Action item.
The answer must consist of every line below containing "const".

Given records.
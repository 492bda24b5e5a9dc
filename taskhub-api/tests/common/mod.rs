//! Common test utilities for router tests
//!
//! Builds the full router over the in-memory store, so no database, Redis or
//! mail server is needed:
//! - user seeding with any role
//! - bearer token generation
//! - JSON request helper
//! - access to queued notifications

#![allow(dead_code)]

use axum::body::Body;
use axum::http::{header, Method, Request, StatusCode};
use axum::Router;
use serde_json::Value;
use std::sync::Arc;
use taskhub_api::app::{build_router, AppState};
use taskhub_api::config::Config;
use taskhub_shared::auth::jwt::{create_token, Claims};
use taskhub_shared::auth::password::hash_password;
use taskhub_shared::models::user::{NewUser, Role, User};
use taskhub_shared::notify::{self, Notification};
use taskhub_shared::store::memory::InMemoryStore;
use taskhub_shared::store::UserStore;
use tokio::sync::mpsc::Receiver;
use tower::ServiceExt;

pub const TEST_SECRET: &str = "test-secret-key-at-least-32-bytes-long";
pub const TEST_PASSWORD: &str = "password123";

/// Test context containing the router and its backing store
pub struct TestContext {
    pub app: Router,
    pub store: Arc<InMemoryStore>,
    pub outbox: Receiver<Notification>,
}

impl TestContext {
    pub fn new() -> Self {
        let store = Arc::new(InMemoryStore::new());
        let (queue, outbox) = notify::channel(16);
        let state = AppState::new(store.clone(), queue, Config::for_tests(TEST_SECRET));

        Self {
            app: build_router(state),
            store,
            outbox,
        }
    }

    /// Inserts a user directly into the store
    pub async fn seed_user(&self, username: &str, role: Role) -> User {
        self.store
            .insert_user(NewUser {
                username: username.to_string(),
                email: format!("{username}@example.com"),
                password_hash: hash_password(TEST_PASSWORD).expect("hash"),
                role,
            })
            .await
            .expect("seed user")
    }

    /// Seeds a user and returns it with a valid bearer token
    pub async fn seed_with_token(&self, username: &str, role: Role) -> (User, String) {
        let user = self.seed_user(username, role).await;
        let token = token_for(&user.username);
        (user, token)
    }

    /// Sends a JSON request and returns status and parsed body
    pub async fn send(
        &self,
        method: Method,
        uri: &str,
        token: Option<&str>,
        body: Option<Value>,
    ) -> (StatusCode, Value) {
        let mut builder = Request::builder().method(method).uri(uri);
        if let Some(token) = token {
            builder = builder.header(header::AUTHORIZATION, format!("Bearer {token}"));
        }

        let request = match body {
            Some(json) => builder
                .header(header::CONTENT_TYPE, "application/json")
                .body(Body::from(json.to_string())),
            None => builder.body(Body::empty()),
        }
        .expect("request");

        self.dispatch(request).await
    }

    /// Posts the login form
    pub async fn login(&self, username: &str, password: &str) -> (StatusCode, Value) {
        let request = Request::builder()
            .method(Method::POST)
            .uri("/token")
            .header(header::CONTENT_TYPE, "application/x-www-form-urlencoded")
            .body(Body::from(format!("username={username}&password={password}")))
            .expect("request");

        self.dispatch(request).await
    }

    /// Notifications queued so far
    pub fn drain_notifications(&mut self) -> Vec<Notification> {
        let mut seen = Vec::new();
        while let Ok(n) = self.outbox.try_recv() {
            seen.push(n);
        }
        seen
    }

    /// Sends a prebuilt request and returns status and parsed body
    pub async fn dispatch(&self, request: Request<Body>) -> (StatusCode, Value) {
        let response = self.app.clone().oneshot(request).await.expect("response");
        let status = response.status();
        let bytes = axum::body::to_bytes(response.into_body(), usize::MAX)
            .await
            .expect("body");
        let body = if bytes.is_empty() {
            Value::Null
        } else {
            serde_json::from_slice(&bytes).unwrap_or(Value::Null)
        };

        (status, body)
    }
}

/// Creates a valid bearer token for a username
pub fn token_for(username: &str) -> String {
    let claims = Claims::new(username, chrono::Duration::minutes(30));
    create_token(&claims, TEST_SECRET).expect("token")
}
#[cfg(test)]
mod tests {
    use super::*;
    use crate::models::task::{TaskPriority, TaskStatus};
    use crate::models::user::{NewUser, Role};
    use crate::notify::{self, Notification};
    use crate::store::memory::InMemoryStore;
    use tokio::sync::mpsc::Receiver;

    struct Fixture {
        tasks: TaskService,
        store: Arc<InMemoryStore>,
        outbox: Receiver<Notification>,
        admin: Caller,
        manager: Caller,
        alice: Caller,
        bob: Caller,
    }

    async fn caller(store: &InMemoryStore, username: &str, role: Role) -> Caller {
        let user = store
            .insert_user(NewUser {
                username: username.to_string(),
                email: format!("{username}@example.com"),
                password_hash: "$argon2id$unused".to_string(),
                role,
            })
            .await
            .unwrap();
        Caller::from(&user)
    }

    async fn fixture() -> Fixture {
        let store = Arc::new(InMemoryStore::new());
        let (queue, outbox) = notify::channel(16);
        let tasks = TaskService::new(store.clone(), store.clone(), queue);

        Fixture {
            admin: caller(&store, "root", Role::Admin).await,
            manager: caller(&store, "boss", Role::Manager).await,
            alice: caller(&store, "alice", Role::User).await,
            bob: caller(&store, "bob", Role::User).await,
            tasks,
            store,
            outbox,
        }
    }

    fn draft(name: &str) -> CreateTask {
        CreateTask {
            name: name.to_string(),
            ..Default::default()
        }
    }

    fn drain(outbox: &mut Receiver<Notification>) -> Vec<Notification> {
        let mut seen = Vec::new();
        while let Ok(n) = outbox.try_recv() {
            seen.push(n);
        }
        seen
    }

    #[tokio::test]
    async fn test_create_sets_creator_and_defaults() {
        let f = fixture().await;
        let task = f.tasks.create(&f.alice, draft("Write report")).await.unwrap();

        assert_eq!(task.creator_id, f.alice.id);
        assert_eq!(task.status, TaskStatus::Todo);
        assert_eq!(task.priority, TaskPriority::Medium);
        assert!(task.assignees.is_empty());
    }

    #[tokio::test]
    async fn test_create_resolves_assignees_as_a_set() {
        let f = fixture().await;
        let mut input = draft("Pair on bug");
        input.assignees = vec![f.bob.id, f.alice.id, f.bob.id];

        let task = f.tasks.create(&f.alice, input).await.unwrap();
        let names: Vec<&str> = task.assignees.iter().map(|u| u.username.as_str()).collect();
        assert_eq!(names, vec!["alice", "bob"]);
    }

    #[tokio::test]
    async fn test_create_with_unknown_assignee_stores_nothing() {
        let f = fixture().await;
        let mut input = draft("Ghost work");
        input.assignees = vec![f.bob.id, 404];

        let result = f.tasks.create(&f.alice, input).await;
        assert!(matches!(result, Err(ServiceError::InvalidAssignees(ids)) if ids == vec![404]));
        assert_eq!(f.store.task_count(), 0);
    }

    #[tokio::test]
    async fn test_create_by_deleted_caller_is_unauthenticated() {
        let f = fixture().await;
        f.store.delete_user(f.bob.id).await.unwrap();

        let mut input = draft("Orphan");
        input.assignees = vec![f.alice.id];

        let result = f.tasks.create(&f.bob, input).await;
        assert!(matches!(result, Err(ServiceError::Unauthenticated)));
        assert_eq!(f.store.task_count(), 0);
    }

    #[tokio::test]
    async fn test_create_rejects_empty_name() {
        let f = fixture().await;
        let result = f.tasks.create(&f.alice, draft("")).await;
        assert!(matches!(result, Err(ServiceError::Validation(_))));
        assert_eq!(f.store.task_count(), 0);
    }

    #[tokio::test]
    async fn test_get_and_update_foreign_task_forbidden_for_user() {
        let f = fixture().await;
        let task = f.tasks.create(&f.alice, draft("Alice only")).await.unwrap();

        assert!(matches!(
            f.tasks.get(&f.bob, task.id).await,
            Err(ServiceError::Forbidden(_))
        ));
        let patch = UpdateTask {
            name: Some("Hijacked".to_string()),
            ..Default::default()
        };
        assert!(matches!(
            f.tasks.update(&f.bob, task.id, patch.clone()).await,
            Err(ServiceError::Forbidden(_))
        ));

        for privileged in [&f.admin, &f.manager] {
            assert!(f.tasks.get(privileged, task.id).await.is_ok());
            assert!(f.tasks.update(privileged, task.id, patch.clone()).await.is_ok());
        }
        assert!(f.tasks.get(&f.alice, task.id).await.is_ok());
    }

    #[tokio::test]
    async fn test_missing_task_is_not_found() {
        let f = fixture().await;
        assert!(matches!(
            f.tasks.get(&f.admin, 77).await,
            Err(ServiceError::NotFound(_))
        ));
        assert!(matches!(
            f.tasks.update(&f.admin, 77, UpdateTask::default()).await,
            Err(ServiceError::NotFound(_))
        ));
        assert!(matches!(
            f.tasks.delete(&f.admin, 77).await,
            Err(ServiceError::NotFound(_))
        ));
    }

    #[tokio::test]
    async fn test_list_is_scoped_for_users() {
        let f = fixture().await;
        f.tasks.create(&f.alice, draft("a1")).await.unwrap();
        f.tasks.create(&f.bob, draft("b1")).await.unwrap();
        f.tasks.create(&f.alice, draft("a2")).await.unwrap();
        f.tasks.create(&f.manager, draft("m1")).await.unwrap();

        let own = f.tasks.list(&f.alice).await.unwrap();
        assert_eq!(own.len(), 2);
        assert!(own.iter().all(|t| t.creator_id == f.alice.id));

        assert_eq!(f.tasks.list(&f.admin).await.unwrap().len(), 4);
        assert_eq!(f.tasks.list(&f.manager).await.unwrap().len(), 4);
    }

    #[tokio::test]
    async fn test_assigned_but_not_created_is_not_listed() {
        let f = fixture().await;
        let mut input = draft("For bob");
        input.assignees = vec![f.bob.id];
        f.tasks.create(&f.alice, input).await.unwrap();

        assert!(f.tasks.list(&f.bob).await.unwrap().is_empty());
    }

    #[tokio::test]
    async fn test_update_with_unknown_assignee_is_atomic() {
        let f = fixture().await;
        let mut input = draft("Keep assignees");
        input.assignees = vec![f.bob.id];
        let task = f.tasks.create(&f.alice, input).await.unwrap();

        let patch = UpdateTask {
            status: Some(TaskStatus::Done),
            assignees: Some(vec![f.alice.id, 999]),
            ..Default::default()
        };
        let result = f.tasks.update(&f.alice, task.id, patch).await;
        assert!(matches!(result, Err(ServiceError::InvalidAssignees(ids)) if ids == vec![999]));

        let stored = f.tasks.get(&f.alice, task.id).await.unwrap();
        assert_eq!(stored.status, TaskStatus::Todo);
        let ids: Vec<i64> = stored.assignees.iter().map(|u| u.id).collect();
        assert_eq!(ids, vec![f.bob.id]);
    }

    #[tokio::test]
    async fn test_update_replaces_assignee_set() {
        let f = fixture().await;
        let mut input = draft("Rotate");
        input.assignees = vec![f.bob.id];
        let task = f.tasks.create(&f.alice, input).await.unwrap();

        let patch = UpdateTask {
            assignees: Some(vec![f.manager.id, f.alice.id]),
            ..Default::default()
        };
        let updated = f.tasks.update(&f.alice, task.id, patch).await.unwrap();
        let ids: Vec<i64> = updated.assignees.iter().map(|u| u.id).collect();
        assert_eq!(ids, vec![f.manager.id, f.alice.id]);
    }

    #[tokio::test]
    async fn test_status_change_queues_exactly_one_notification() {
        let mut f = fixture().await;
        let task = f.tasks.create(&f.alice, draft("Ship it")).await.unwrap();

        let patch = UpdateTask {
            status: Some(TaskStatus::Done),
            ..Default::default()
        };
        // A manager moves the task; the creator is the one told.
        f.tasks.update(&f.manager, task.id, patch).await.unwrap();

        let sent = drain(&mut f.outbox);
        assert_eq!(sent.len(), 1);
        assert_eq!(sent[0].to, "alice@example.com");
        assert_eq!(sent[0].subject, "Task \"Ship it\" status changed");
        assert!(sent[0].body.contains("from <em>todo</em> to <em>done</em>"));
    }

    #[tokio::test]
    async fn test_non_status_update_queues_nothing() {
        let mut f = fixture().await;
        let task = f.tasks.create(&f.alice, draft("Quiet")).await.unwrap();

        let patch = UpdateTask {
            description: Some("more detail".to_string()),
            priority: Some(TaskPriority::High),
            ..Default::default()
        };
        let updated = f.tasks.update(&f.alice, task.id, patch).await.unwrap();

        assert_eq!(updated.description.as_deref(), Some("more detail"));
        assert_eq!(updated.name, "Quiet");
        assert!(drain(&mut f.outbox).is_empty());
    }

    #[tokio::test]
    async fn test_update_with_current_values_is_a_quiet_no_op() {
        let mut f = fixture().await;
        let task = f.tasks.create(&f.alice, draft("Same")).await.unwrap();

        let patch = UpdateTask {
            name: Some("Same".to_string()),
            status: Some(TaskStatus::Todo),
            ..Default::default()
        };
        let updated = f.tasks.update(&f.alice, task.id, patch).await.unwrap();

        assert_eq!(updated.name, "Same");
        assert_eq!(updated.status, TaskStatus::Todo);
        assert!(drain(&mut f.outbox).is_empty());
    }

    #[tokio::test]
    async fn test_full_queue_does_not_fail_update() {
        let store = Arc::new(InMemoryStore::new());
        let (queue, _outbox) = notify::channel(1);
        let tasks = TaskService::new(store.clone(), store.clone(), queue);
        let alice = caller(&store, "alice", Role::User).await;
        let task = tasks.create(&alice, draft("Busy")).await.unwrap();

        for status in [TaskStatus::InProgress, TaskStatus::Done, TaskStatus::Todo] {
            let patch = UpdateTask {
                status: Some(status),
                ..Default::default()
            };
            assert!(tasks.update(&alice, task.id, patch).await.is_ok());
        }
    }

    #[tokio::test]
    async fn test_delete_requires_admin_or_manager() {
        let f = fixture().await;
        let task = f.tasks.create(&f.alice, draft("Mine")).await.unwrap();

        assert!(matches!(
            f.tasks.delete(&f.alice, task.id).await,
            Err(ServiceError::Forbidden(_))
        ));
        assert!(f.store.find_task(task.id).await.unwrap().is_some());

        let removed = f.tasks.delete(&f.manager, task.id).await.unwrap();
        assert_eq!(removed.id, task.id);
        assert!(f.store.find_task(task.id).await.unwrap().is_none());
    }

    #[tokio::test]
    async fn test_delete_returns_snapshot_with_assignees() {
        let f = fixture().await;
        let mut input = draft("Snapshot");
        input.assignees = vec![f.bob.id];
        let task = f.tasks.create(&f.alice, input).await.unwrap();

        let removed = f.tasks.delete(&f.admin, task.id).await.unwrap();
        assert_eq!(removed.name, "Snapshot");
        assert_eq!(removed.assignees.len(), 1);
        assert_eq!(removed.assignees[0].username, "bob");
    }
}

...

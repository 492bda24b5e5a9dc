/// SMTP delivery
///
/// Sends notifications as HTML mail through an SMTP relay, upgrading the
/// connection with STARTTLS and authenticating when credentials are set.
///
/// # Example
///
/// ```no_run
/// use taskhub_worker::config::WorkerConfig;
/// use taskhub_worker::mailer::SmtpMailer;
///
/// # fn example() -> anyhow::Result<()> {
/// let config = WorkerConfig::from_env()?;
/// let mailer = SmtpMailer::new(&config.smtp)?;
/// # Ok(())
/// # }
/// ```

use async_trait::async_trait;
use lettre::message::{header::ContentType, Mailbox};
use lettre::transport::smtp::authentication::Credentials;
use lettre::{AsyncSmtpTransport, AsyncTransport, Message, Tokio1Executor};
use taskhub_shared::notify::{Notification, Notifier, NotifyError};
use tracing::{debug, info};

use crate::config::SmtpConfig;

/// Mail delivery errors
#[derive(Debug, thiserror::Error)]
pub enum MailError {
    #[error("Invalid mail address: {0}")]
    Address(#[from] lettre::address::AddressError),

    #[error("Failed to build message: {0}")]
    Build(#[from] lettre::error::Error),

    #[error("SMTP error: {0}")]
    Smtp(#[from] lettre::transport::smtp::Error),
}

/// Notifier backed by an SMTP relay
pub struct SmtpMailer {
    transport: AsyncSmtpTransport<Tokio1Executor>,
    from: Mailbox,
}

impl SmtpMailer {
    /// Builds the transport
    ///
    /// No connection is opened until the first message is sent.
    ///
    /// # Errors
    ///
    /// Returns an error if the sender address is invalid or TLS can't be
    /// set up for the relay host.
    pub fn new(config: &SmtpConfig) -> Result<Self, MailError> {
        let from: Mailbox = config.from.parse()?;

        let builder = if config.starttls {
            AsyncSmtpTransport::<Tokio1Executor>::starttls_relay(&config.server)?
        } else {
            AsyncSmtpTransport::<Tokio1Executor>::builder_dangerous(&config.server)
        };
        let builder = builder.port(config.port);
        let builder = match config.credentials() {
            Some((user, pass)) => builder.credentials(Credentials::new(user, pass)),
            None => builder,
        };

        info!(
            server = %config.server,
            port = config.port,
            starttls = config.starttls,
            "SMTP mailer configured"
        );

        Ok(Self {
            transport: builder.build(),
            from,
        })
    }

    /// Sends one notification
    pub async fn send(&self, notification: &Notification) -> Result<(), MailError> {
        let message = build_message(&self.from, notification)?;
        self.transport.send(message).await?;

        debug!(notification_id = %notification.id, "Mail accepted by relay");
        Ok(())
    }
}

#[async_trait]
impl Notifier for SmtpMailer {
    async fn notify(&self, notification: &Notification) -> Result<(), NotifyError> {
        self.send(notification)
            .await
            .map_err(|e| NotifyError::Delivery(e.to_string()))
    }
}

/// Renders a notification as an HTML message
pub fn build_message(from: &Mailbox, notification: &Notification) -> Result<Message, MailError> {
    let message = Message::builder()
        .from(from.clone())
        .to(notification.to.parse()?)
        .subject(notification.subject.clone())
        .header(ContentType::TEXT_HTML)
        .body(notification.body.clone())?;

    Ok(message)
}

Exercise output.
pub const TEST_SECRET: &str = "test-secret-key-at-least-32-bytes-long";
pub const TEST_PASSWORD: &str = "password123";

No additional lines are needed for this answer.